**What you are asked to do:**
Gather all lines in the data that hold the string "Option".
(Source material Opens)
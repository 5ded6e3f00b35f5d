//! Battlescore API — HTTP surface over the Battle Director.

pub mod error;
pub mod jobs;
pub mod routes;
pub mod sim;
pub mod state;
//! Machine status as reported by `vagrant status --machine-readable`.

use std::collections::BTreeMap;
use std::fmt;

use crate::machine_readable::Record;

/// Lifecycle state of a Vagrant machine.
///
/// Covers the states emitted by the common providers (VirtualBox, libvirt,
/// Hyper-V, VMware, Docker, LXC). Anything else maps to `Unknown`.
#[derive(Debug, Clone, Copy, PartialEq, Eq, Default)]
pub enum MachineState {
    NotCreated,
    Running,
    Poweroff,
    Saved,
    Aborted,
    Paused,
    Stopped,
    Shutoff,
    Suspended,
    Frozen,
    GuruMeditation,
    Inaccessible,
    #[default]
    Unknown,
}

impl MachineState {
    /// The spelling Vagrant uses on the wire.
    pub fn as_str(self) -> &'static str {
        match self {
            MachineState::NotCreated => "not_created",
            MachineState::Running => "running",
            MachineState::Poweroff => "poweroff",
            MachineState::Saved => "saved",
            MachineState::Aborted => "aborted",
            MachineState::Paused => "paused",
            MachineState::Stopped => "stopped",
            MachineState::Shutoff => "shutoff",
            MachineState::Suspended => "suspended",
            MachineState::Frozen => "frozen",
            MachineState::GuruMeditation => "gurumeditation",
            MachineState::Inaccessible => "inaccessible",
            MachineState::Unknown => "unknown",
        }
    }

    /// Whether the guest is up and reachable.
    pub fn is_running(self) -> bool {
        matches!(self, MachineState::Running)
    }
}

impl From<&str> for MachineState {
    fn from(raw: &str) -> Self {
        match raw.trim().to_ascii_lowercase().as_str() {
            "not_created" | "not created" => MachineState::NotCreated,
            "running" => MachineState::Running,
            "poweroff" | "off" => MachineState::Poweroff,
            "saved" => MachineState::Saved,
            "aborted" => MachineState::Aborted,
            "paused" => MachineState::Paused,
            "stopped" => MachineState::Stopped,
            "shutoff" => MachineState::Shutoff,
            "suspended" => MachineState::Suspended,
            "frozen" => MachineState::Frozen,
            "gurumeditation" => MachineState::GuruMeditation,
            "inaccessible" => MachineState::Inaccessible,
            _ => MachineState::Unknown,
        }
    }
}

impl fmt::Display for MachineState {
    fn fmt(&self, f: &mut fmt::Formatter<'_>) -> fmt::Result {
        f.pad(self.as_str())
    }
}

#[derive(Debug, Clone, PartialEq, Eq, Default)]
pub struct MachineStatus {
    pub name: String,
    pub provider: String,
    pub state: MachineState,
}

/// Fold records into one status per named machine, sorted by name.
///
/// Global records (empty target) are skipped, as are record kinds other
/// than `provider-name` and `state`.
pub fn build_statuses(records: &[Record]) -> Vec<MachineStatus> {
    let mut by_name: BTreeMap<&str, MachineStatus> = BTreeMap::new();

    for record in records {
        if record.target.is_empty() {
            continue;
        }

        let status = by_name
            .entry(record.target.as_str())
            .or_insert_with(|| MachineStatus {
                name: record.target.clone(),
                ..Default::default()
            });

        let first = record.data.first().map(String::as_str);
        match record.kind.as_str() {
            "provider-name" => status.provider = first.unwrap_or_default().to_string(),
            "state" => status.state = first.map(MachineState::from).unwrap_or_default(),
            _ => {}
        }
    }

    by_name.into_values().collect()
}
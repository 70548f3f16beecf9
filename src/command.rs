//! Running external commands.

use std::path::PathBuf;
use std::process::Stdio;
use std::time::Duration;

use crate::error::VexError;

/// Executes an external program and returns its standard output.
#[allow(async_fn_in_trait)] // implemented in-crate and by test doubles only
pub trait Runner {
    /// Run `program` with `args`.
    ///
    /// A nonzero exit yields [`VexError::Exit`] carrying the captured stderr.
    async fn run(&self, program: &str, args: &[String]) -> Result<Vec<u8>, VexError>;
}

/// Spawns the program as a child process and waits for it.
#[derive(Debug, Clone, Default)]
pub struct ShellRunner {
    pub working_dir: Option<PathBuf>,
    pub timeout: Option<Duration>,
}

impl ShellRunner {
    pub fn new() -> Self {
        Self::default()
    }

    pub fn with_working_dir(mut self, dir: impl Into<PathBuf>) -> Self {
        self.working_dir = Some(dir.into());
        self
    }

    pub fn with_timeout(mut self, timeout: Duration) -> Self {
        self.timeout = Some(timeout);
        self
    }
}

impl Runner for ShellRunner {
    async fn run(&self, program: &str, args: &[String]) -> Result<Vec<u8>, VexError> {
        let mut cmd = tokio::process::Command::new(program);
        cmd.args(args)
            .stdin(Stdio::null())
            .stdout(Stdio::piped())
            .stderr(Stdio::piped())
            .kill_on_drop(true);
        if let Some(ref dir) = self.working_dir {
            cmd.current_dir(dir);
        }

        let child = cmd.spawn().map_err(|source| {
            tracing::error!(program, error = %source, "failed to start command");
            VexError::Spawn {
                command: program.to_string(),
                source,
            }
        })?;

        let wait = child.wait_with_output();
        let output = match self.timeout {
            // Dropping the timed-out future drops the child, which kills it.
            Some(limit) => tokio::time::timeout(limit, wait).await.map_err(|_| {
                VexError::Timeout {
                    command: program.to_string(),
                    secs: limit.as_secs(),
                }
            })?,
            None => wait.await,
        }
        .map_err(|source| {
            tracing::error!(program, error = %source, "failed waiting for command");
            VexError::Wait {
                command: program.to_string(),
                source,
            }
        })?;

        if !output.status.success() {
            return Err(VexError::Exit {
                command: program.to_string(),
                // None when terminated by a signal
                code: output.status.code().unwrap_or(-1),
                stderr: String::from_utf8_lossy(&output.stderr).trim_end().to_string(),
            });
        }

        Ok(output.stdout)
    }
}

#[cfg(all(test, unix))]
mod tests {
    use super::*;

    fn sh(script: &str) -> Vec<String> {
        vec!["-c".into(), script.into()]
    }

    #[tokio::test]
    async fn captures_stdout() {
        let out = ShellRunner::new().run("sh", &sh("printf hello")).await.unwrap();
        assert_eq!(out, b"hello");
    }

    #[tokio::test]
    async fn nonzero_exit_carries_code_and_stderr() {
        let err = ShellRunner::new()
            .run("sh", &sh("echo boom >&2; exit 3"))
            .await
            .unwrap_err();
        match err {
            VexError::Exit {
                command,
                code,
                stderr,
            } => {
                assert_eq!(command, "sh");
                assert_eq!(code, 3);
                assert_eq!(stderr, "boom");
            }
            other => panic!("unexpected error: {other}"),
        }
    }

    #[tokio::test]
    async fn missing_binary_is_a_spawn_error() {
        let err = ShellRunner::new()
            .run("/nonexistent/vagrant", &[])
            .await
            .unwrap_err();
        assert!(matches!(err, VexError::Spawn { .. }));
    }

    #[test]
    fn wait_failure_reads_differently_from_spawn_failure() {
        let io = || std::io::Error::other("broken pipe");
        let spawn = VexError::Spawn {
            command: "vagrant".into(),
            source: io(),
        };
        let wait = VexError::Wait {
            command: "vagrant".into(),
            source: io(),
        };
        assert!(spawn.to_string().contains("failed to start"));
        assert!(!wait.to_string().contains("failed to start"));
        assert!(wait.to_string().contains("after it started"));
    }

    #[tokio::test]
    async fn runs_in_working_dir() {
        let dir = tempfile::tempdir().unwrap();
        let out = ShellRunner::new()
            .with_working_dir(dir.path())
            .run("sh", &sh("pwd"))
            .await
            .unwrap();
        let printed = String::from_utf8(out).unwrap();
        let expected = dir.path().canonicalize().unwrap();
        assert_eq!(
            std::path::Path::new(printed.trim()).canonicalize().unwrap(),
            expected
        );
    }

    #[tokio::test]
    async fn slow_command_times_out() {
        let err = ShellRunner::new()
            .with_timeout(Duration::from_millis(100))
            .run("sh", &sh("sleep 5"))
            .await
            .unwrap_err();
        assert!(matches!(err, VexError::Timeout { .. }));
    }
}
(Source material Closes)
**Solution below:**
    pub working_dir: Option<PathBuf>,
    pub timeout: Option<Duration>,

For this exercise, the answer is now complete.